T: Exactly. On the one hand you have two ingredients plus garnish and that’s it, and on the other… Yeah.
I: And on the other you’ve got, this is the air of moss.
T: All right. Okay. It’s time for my first gripe of the day here. Can I bring it up?
I: Oh, bring it. Please. Yeah. Yeah.
T: All right. Spherification. More the food world.
I: Okay. Yeah. Yeah. Yeah.
T: Specifically spherified tomato or olive.
I: Okay. Okay.
T: I’ve had these as garnishes. I believe the olive was famous at El Bulli.
I: Yeah, it was. Yeah.
T: All I want to say is nature gave us olives, and they’re f*cking round.
I: Yeah, they’re spheres.
T: You don’t need to spherify them. What were they thinking?
I: I really feel about breaking something down to its elements that was already round and then reforming it in a round shape again, really underscores the ridiculousness of molecular gastronomy in a single sentence, right there.
T: Here is an ingredient that is so simple and so delicious in its natural form, let’s add a massive labor cost to it.
I: Yeah. Yeah. I mean it’s like, I still occasionally use spherification to this day. And even as I say this, I’m like, “When’s the last time I did that?” And I was like, “Silver Lyan menu where we did a spherified cherry, also a round fruit.”
T: Oh sh*t, I’m sorry.
I: Oh no. Oh my God. No, no, no. If you can’t make fun of yourself and laugh at your own ridiculousness, you never get to do it for anyone else.

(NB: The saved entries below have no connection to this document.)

//! Visual configuration for particle rendering.
//!
//! This module holds the look of the field, separate from the forces that
//! move it: particle colors, the line style used to connect near particles,
//! and the glow drawn around each disc.
//!
//! # Usage
//!
//! ```ignore
//! let config = FieldConfig::default()
//!     .with_palette(vec![Rgba::rgb8(255, 120, 40, 0.6), Rgba::rgb8(255, 200, 80, 0.6)])
//!     .with_links(LinkStyle { radius: 90.0, ..Default::default() });
//! ```

use serde::{Deserialize, Serialize};

/// A straight-alpha color with channels in `0.0..=1.0`.
#[derive(Debug, Clone, Copy, PartialEq, Serialize, Deserialize)]
pub struct Rgba {
    pub r: f32,
    pub g: f32,
    pub b: f32,
    pub a: f32,
}

impl Rgba {
    /// Fully transparent black.
    pub const TRANSPARENT: Rgba = Rgba::new(0.0, 0.0, 0.0, 0.0);

    /// Opaque black.
    pub const BLACK: Rgba = Rgba::new(0.0, 0.0, 0.0, 1.0);

    /// Create a color from float channels.
    pub const fn new(r: f32, g: f32, b: f32, a: f32) -> Self {
        Self { r, g, b, a }
    }

    /// Create a color from 8-bit RGB channels and a float alpha,
    /// the way CSS `rgba(74, 158, 255, 0.6)` is written.
    pub fn rgb8(r: u8, g: u8, b: u8, a: f32) -> Self {
        Self {
            r: r as f32 / 255.0,
            g: g as f32 / 255.0,
            b: b as f32 / 255.0,
            a,
        }
    }

    /// Same color with a different alpha.
    #[inline]
    pub fn with_alpha(self, a: f32) -> Self {
        Self { a, ..self }
    }

    /// Quantize to 8-bit RGBA.
    pub fn to_rgba8(self) -> [u8; 4] {
        let q = |c: f32| (c.clamp(0.0, 1.0) * 255.0).round() as u8;
        [q(self.r), q(self.g), q(self.b), q(self.a)]
    }

    /// CSS color string for canvas fill/stroke styles.
    pub fn to_css(self) -> String {
        let [r, g, b, _] = self.to_rgba8();
        format!("rgba({}, {}, {}, {})", r, g, b, self.a.clamp(0.0, 1.0))
    }
}

impl Default for Rgba {
    fn default() -> Self {
        Rgba::TRANSPARENT
    }
}

/// The four blue/cyan/violet tones particles are drawn from by default.
pub fn default_palette() -> Vec<Rgba> {
    vec![
        Rgba::rgb8(74, 158, 255, 0.6),  // Blue
        Rgba::rgb8(0, 212, 255, 0.6),   // Cyan
        Rgba::rgb8(139, 92, 246, 0.6),  // Violet
        Rgba::rgb8(167, 139, 250, 0.6), // Lavender
    ]
}

/// How connective lines between near particles are drawn.
///
/// Two particles closer than `radius` are joined by a line whose opacity
/// rises linearly from 0 at `radius` to `max_opacity` at zero separation.
#[derive(Debug, Clone, Copy, PartialEq, Serialize, Deserialize)]
#[serde(default)]
pub struct LinkStyle {
    /// Planar separation (pixels) below which a line is drawn.
    pub radius: f32,
    /// Opacity of a line between coincident particles.
    pub max_opacity: f32,
    /// Line hue. Its alpha is replaced by the distance-derived opacity.
    pub color: Rgba,
    /// Stroke width in pixels.
    pub width: f32,
}

impl Default for LinkStyle {
    fn default() -> Self {
        Self {
            radius: 120.0,
            max_opacity: 0.3,
            color: Rgba::rgb8(74, 158, 255, 1.0),
            width: 1.0,
        }
    }
}

/// Soft glow drawn around each particle.
#[derive(Debug, Clone, Copy, PartialEq, Serialize, Deserialize)]
#[serde(default)]
pub struct GlowStyle {
    /// Blur radius in pixels at perspective scale 1.
    pub blur: f32,
}

impl Default for GlowStyle {
    fn default() -> Self {
        Self { blur: 10.0 }
    }
}

#[cfg(test)]
mod tests {
    use super::*;

    #[test]
    fn test_rgb8_round_trip() {
        let c = Rgba::rgb8(74, 158, 255, 0.6);
        let [r, g, b, a] = c.to_rgba8();
        assert_eq!((r, g, b), (74, 158, 255));
        assert_eq!(a, 153);
    }

    #[test]
    fn test_to_css() {
        let c = Rgba::rgb8(0, 212, 255, 0.5);
        assert_eq!(c.to_css(), "rgba(0, 212, 255, 0.5)");
    }

    #[test]
    fn test_default_palette_has_four_entries() {
        let palette = default_palette();
        assert_eq!(palette.len(), 4);
        assert!(palette.iter().all(|c| (c.a - 0.6).abs() < 1e-6));
    }

    #[test]
    fn test_with_alpha_keeps_hue() {
        let link = LinkStyle::default();
        let faded = link.color.with_alpha(0.175);
        assert_eq!(faded.r, link.color.r);
        assert_eq!(faded.a, 0.175);
    }
}
//! Configuration for a particle field.
//!
//! Every constant the simulator uses lives in [`FieldConfig`], so one
//! component covers all the page variants: a denser hero background, a
//! calmer footer, a different palette. Configurations serialize to JSON and
//! omitted fields fall back to the defaults.
//!
//! ```ignore
//! let config = FieldConfig::default()
//!     .with_particle_count(80)
//!     .with_repel(200.0, 0.02)
//!     .with_seed(7);
//! config.validate()?;
//! ```

use crate::error::ConfigError;
use crate::forces::Falloff;
use crate::visuals::{default_palette, GlowStyle, LinkStyle, Rgba};
use serde::{Deserialize, Serialize};
use std::fs;
use std::path::Path;

/// Complete particle field configuration.
#[derive(Clone, Debug, Serialize, Deserialize, PartialEq)]
#[serde(default)]
pub struct FieldConfig {
    /// Number of particles, fixed for the lifetime of a field.
    pub particle_count: u32,
    /// Depth range: `z` lives in `[0, depth)`.
    pub depth: f32,
    /// Width of the uniform range initial `vx`/`vy` are drawn from.
    pub planar_speed: f32,
    /// Width of the uniform range initial `vz` is drawn from.
    pub depth_speed: f32,
    /// Base radius range `[min, max)`.
    pub size_range: (f32, f32),
    /// Colors assigned uniformly at spawn.
    pub palette: Vec<Rgba>,
    /// Pointer distance (pixels) below which particles are pushed away.
    pub repel_radius: f32,
    /// Push strength at zero distance.
    pub repel_strength: f32,
    /// Shape of the push between the pointer and the radius.
    pub repel_falloff: Falloff,
    /// Per-frame multiplier on `vx`/`vy`.
    pub damping: f32,
    /// Connective line style.
    pub links: LinkStyle,
    /// Particle glow.
    pub glow: GlowStyle,
    /// Fixed RNG seed. `None` seeds from the clock.
    pub seed: Option<u64>,
}

impl Default for FieldConfig {
    fn default() -> Self {
        Self {
            particle_count: 100,
            depth: 1000.0,
            planar_speed: 0.5,
            depth_speed: 2.0,
            size_range: (1.0, 3.0),
            palette: default_palette(),
            repel_radius: 150.0,
            repel_strength: 0.01,
            repel_falloff: Falloff::Linear,
            damping: 0.99,
            links: LinkStyle::default(),
            glow: GlowStyle::default(),
            seed: None,
        }
    }
}

impl FieldConfig {
    /// Set the number of particles.
    pub fn with_particle_count(mut self, count: u32) -> Self {
        self.particle_count = count;
        self
    }

    /// Set the depth range.
    pub fn with_depth(mut self, depth: f32) -> Self {
        self.depth = depth;
        self
    }

    /// Set the palette particles pick their color from.
    pub fn with_palette(mut self, palette: Vec<Rgba>) -> Self {
        self.palette = palette;
        self
    }

    /// Set the pointer repulsion radius and strength.
    pub fn with_repel(mut self, radius: f32, strength: f32) -> Self {
        self.repel_radius = radius;
        self.repel_strength = strength;
        self
    }

    /// Set the repulsion falloff curve.
    pub fn with_repel_falloff(mut self, falloff: Falloff) -> Self {
        self.repel_falloff = falloff;
        self
    }

    /// Set the per-frame velocity damping.
    pub fn with_damping(mut self, damping: f32) -> Self {
        self.damping = damping;
        self
    }

    /// Set the connective line style.
    pub fn with_links(mut self, links: LinkStyle) -> Self {
        self.links = links;
        self
    }

    /// Set the glow style.
    pub fn with_glow(mut self, glow: GlowStyle) -> Self {
        self.glow = glow;
        self
    }

    /// Use a fixed seed so spawning is reproducible.
    pub fn with_seed(mut self, seed: u64) -> Self {
        self.seed = Some(seed);
        self
    }

    /// Check the configuration for values the simulator cannot use.
    pub fn validate(&self) -> Result<(), ConfigError> {
        let invalid = |msg: String| Err(ConfigError::Invalid(msg));

        if self.palette.is_empty() && self.particle_count > 0 {
            return invalid("palette must hold at least one color".into());
        }
        if !(0.0..=1.0).contains(&self.damping) {
            return invalid(format!("damping must be within 0..=1, got {}", self.damping));
        }
        if !(self.depth > 0.0) {
            return invalid(format!("depth must be positive, got {}", self.depth));
        }
        let (min, max) = self.size_range;
        if !(min >= 0.0 && max >= min) {
            return invalid(format!("size range must satisfy 0 <= min <= max, got ({}, {})", min, max));
        }
        for (name, value) in [
            ("repel_radius", self.repel_radius),
            ("links.radius", self.links.radius),
            ("planar_speed", self.planar_speed),
            ("depth_speed", self.depth_speed),
            ("glow.blur", self.glow.blur),
        ] {
            if !(value >= 0.0) {
                return invalid(format!("{} must be non-negative, got {}", name, value));
            }
        }
        Ok(())
    }

    /// Parse and validate a configuration from a JSON string.
    pub fn from_json(json: &str) -> Result<Self, ConfigError> {
        let config: FieldConfig = serde_json::from_str(json)?;
        config.validate()?;
        Ok(config)
    }

    /// Serialize the configuration to pretty JSON.
    pub fn to_json(&self) -> Result<String, ConfigError> {
        Ok(serde_json::to_string_pretty(self)?)
    }

    /// Save the configuration to a JSON file.
    pub fn save(&self, path: impl AsRef<Path>) -> Result<(), ConfigError> {
        fs::write(path, self.to_json()?)?;
        Ok(())
    }

    /// Load and validate a configuration from a JSON file.
    pub fn load(path: impl AsRef<Path>) -> Result<Self, ConfigError> {
        let json = fs::read_to_string(path)?;
        Self::from_json(&json)
    }
}

#[cfg(test)]
mod tests {
    use super::*;

    #[test]
    fn test_default_validates() {
        assert!(FieldConfig::default().validate().is_ok());
    }

    #[test]
    fn test_partial_json_keeps_defaults() {
        let config = FieldConfig::from_json(r#"{ "particle_count": 80, "links": { "radius": 90.0 } }"#).unwrap();
        assert_eq!(config.particle_count, 80);
        assert_eq!(config.links.radius, 90.0);
        assert_eq!(config.links.max_opacity, 0.3);
        assert_eq!(config.damping, 0.99);
        assert_eq!(config.palette.len(), 4);
    }

    #[test]
    fn test_json_round_trip() {
        let config = FieldConfig::default().with_seed(11).with_repel_falloff(Falloff::Smooth);
        let json = config.to_json().unwrap();
        assert_eq!(FieldConfig::from_json(&json).unwrap(), config);
    }

    #[test]
    fn test_rejects_bad_damping() {
        let err = FieldConfig::default().with_damping(1.5).validate().unwrap_err();
        assert!(matches!(err, ConfigError::Invalid(_)));
    }

    #[test]
    fn test_rejects_empty_palette() {
        assert!(FieldConfig::default().with_palette(vec![]).validate().is_err());
        // An empty field never needs a color.
        assert!(FieldConfig::default()
            .with_palette(vec![])
            .with_particle_count(0)
            .validate()
            .is_ok());
    }

    #[test]
    fn test_save_and_load() {
        let path = std::env::temp_dir().join(format!("backdrop-config-{}.json", std::process::id()));
        let config = FieldConfig::default().with_particle_count(42);
        config.save(&path).unwrap();
        let loaded = FieldConfig::load(&path).unwrap();
        let _ = std::fs::remove_file(&path);
        assert_eq!(loaded.particle_count, 42);
    }
}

T: I’ll say this about the cherry. It has a stone, so…
I: Yeah, there you go. Yeah. Yeah. Yeah.
T: For that very reason. I wouldn’t like the cherries as a garnish or in its natural state.

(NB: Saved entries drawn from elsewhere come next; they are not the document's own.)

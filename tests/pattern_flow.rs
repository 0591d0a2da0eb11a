//! Integration tests for the knx-planner library
//!
//! These tests walk the full teach-by-example flow the way the surrounding
//! application would: analyze the example device of each category, generate
//! addresses for further devices, and check candidates against the flattened
//! inventory of everything placed so far.

use knx_planner::collision::{find_collision, Category, CollisionEntry};
use knx_planner::pattern::{
    analyze_group_pattern, generate_address, ExampleAddress, ExtraMainGroup, MiddleGroupPattern,
    SubGroupPattern,
};
use knx_planner::zones::{zone_capacity, zone_slot};
use knx_planner::{ga, GroupAddress};

fn example(name: &str, main: u16, middle: u16, sub: u16) -> ExampleAddress {
    ExampleAddress::new(name, main, middle, sub)
}

#[test]
fn test_switching_increment_flow() {
    // Scenario A: two sequential subs in one middle group
    let examples = [
        example("on/off", 1, 1, 1),
        example("on/off status", 1, 1, 2),
    ];
    let pattern = analyze_group_pattern(&examples).expect("analysis failed");

    assert_eq!(pattern.fixed_main, 1);
    assert_eq!(pattern.middle_pattern, MiddleGroupPattern::Same);
    assert_eq!(pattern.sub_pattern, SubGroupPattern::Increment);
    assert_eq!(pattern.start_sub, 1);

    let placement = generate_address(&pattern, 0, 3);
    assert_eq!(placement.sub, 4);
}

#[test]
fn test_dimming_offset_flow() {
    // Scenario B: command at sub 5, status at 105
    let examples = [
        example("value", 2, 3, 5),
        example("value status", 2, 3, 105),
    ];
    let pattern = analyze_group_pattern(&examples).expect("analysis failed");

    assert_eq!(pattern.sub_pattern, SubGroupPattern::Offset(100));
    assert_eq!(pattern.start_sub, 5);
    assert_eq!(generate_address(&pattern, 0, 2).sub, 205);
}

#[test]
fn test_inconsistent_mains_reported_with_values() {
    // Scenario C: mains 1 and 2 must both appear in the message
    let examples = [example("up/down", 1, 1, 1), example("position", 2, 1, 2)];
    let err = analyze_group_pattern(&examples).unwrap_err();
    let msg = err.to_string();
    assert!(msg.contains('1'), "message should list main 1: {msg}");
    assert!(msg.contains('2'), "message should list main 2: {msg}");
}

#[test]
fn test_per_type_middle_groups_flow() {
    // Scenario D: one middle group per object type
    let examples = [example("up/down", 1, 1, 0), example("stop", 1, 2, 0)];
    let pattern = analyze_group_pattern(&examples).expect("analysis failed");

    assert_eq!(pattern.middle_pattern, MiddleGroupPattern::PerType);
    assert_eq!(pattern.middle_groups.as_slice(), &[1, 2]);

    // Each object keeps its middle group across devices
    for device in 0..4 {
        assert_eq!(generate_address(&pattern, 0, device).middle, 1);
        assert_eq!(generate_address(&pattern, 1, device).middle, 2);
    }
}

#[test]
fn test_hvac_zone_capacity() {
    // Scenario E: start middle 5 plus one extra group at middle 2 -> 9 zones
    let extra = [ExtraMainGroup { main: 3, middle: 2 }];
    assert_eq!(zone_capacity(5, &extra), 9);
}

#[test]
fn test_main_out_of_range_message() {
    // Scenario F: main 32 names the violation
    let examples = [example("setpoint", 32, 0, 0)];
    let err = analyze_group_pattern(&examples).unwrap_err();
    let msg = err.to_string();
    assert!(msg.contains("main group 32"), "unexpected message: {msg}");
    assert!(msg.contains("setpoint"), "unexpected message: {msg}");
}

#[test]
fn test_cross_category_collision_flow() {
    // Analyze two categories, flatten everything placed so far, then check a
    // generated candidate against it.
    let switching = analyze_group_pattern(&[
        example("on/off", 1, 1, 1),
        example("on/off status", 1, 1, 2),
    ])
    .unwrap();
    let dimming = analyze_group_pattern(&[
        example("value", 1, 2, 1),
        example("value status", 1, 2, 101),
    ])
    .unwrap();

    // Inventory assembled in the fixed category order, then device order,
    // with the fixed addresses last.
    let mut owners: Vec<String> = Vec::new();
    for category in Category::ALL {
        let objects = match category {
            Category::Switching | Category::Dimming => 2usize,
            _ => continue,
        };
        for device in 0..3u32 {
            for object in 0..objects {
                owners.push(format!("{category} - device {device} - object {object}"));
            }
        }
    }

    let mut inventory: Vec<CollisionEntry<'_>> = Vec::new();
    let mut owner_index = 0;
    for category in Category::ALL {
        let (pattern, objects) = match category {
            Category::Switching => (&switching, 2usize),
            Category::Dimming => (&dimming, 2usize),
            _ => continue,
        };
        for device in 0..3u32 {
            for object in 0..objects {
                let addr = generate_address(pattern, object, device)
                    .to_group_address()
                    .expect("generated address out of range");
                inventory.push(CollisionEntry::new(addr, &owners[owner_index]));
                owner_index += 1;
            }
        }
    }
    // Manually defined fixed address
    inventory.push(CollisionEntry::new(ga!(0 / 3 / 17), "central - all off"));

    // The next switching device would land on 1/1/4, which is free
    let candidate = generate_address(&switching, 0, 3).to_group_address().unwrap();
    assert!(find_collision(candidate, &inventory).is_none());

    // An already-generated dimming address collides, and the owner label
    // points at the dimming category
    let taken = generate_address(&dimming, 0, 1).to_group_address().unwrap();
    let hit = find_collision(taken, &inventory).expect("expected a collision");
    assert!(hit.owner.starts_with("dimming"), "owner: {}", hit.owner);

    // The fixed address collides too
    let hit = find_collision(ga!(0 / 3 / 17), &inventory).unwrap();
    assert_eq!(hit.owner, "central - all off");

    // The unassigned placeholder never collides
    assert!(find_collision(ga!(0 / 0 / 0), &inventory).is_none());
}

#[test]
fn test_editing_excludes_own_address() {
    // The caller rebuilds the inventory without the address being edited, so
    // re-saving an unchanged address does not flag itself.
    let all = [
        CollisionEntry::new(ga!(1 / 1 / 1), "switching - on/off"),
        CollisionEntry::new(ga!(1 / 1 / 2), "switching - status"),
    ];
    let editing = ga!(1 / 1 / 2);
    let without_edited: Vec<CollisionEntry<'_>> = all
        .iter()
        .filter(|entry| entry.address != editing)
        .copied()
        .collect();

    assert!(find_collision(editing, &all).is_some());
    assert!(find_collision(editing, &without_edited).is_none());
}

#[test]
fn test_hvac_overflow_generation() {
    // A zone pattern starting at middle 5 with one overflow main group.
    let examples = [
        example("setpoint", 2, 5, 0),
        example("actual temperature", 2, 5, 1),
    ];
    let pattern = analyze_group_pattern(&examples).unwrap();
    let extra = [ExtraMainGroup { main: 3, middle: 0 }];

    assert_eq!(zone_capacity(5, &extra), 3 + 8);

    // First zones stay in the primary main group
    let slot = zone_slot(pattern.fixed_main, 5, &extra, 0);
    assert_eq!((slot.main, slot.middle), (2, 5));
    let slot = zone_slot(pattern.fixed_main, 5, &extra, 2);
    assert_eq!((slot.main, slot.middle), (2, 7));

    // Later zones overflow into the extra main group
    let slot = zone_slot(pattern.fixed_main, 5, &extra, 8);
    assert_eq!(slot.main, 3);
}

#[test]
fn test_generated_addresses_are_valid_knx() {
    let pattern = analyze_group_pattern(&[
        example("on/off", 5, 3, 10),
        example("status", 5, 3, 11),
    ])
    .unwrap();

    for device in 0..20u32 {
        let addr: GroupAddress = generate_address(&pattern, 0, device)
            .to_group_address()
            .expect("address within range");
        assert_eq!(addr.main(), 5);
        assert_eq!(addr.middle(), 3);
        assert_eq!(u32::from(addr.sub()), 10 + device);
    }
}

I: And I have had, really fortunate once, one of the million Adria brother projects in Barcelona is their bodega kind of concept. And they still serve the spherified olive there. And I have had it, and I remember being like, “That was wonderful. I never need to have that again.” And not in a bad way or anything like that, but it is just like a box tick.

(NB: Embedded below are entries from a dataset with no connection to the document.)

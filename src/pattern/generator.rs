//! Address generation from an analyzed pattern.
//!
//! Pure arithmetic: given a [`GroupPattern`], which object within the device
//! and which device/zone, compute the resulting main/middle/sub triple. The
//! generator never fails and never clamps; [`Placement::to_group_address`]
//! performs the range check when the caller needs a hard guarantee.

use crate::addressing::GroupAddress;
use crate::error::Result;

use super::{GroupPattern, MiddleGroupPattern, SubGroupPattern};

/// Whether a placement followed the recorded pattern or a defensive fallback.
///
/// Estimated placements come from the degraded branches: an object index
/// beyond the recorded middle groups, a pattern without recorded middle
/// groups, or an irregular sub sequence replayed as a plain increment.
#[derive(Debug, Clone, Copy, PartialEq, Eq)]
#[cfg_attr(feature = "defmt", derive(defmt::Format))]
pub enum Exactness {
    /// The placement follows the recorded pattern
    Exact,
    /// The placement is a best-effort guess
    Estimated,
}

/// A generated main/middle/sub triple.
///
/// `middle` and `sub` are wider than their KNX ranges because large device
/// indices or offsets can walk past them; the generator reports what the
/// pattern produces and leaves range enforcement to the caller.
#[derive(Debug, Clone, Copy, PartialEq, Eq)]
#[cfg_attr(feature = "defmt", derive(defmt::Format))]
pub struct Placement {
    /// Main group (always the pattern's fixed main, 0-31)
    pub main: u8,
    /// Middle group; may exceed 7 for fallback placements
    pub middle: u32,
    /// Sub group; may exceed 255 for large device indices
    pub sub: u32,
    /// Pattern-exact or best-effort
    pub exactness: Exactness,
}

impl Placement {
    /// Whether this placement followed the recorded pattern.
    pub const fn is_exact(&self) -> bool {
        matches!(self.exactness, Exactness::Exact)
    }

    /// Convert into a validated [`GroupAddress`].
    ///
    /// # Errors
    ///
    /// Returns an addressing error when the generated middle or sub group
    /// walked past its KNX range.
    pub fn to_group_address(&self) -> Result<GroupAddress> {
        if self.middle > u32::from(GroupAddress::MAX_MIDDLE)
            || self.sub > u32::from(GroupAddress::MAX_SUB)
        {
            return Err(crate::error::PlanError::address_out_of_range());
        }
        GroupAddress::new(self.main, self.middle as u8, self.sub as u8)
    }
}

/// Generate the address of one object instance.
///
/// * `object_index` - which object within the device (0-based)
/// * `device_index` - which device/zone (0-based)
///
/// Deterministic and total: repeated calls with the same inputs return the
/// same placement, and no input panics (arithmetic saturates).
pub fn generate_address(
    pattern: &GroupPattern,
    object_index: usize,
    device_index: u32,
) -> Placement {
    let mut exactness = Exactness::Exact;

    let middle: u32 = match pattern.middle_pattern {
        MiddleGroupPattern::Same => match pattern.middle_groups.first() {
            Some(&middle) => middle.into(),
            // Degenerate: analysis always records at least one middle group
            None => {
                exactness = Exactness::Estimated;
                1
            }
        },
        MiddleGroupPattern::PerType => match pattern.middle_groups.get(object_index) {
            Some(&middle) => middle.into(),
            None => {
                // Best-effort for an object index beyond the recorded list
                exactness = Exactness::Estimated;
                match pattern.middle_groups.first() {
                    Some(&middle) => middle.into(),
                    None => 1u32.saturating_add(index_as_u32(object_index)),
                }
            }
        },
    };

    let start_sub = u32::from(pattern.start_sub);
    let sub = match pattern.sub_pattern {
        SubGroupPattern::Increment => start_sub.saturating_add(device_index),
        SubGroupPattern::Offset(offset) => {
            start_sub.saturating_add(device_index.saturating_mul(u32::from(offset)))
        }
        SubGroupPattern::Sequence => {
            // The original irregular sequence is not replayed; fall back to
            // +1 per device and tag the result as estimated.
            exactness = Exactness::Estimated;
            start_sub.saturating_add(device_index)
        }
    };

    Placement {
        main: pattern.fixed_main,
        middle,
        sub,
        exactness,
    }
}

fn index_as_u32(index: usize) -> u32 {
    u32::try_from(index).unwrap_or(u32::MAX)
}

T: All right, done it. Yeah. Yeah. Tick that one off the list. I believe you can actually get it up in Mercado Little Spain here in New York up in Hudson Yards. So check it out. That’s where I had my first. And as you say, my last. It was-
I: Yeah, it was kind of one of those like, “Oh, that’s fun” kind of thing. Yeah. I do remember I was in Edinburgh at Bramble’s sister bar Last Word and the wonderful Robin Hunhold there was working on a drink and they were going to do a peach, and this is like 2011, 2012. And they were like, “Oh, let’s do a peach spherified into a glass of bubbles. And then we’ve got our own little Bellini,” and the Last Word played a fantastic rotation of rock music, and I was, like, looking at them as they dropped the tiny little peach pearls in there. And I was like, “Oh, you should call this a Zeppellini, that’d be great.” And I remember Robin turning around being like, “F*ck you.” And it was because the drink became so popular that they were just constantly making so many. I mean, just walk in and there’s just one poor person on setup with the syringe going drip, drip, drip, drip, drip. And it’s like the most tedious of work in the world.
T: Know your limits.
I: Yeah, exactly.
T: Know your limits.
I: Yeah. Yeah. Yeah.
T: Okay, here’s another little, a sidebar to the sidebar that we have going on here. How important is that? Because you do have a background and a lot of experience in experimental cocktails, groundbreaking techniques. When you’re putting things on the menu, is that top of mind?
T: What if this becomes our most popular cocktail?
I: It is now and that’s because it wasn’t, and I really f*cked over a lot of my bartenders over the years by doing that. Or like just turning around in those early young days and creating something, and some of the things we’re flagged as for being innovative is literally just using coffee scales to measure our drinks for greater accuracy. And that increases speed of service. But I think just as a general bartender, it is turning around and being like, “Oh, this drink’s banging.” But then turning around and being like, “Oh, it’s a full bottle pickup, even with a batching program. And it requires shaking and then it’s got to go to the pass to get a Champagne top. And then it’s got a three-touch garnish,” and it’s like, “Oh, we created a monster. This is the worst thing in the world.”
T: I created the worst Saturday night for the next 12 months or whatever.
I: Exactly. And then yeah, as well.
T: And the guests seem to know, they seem to know which one it is.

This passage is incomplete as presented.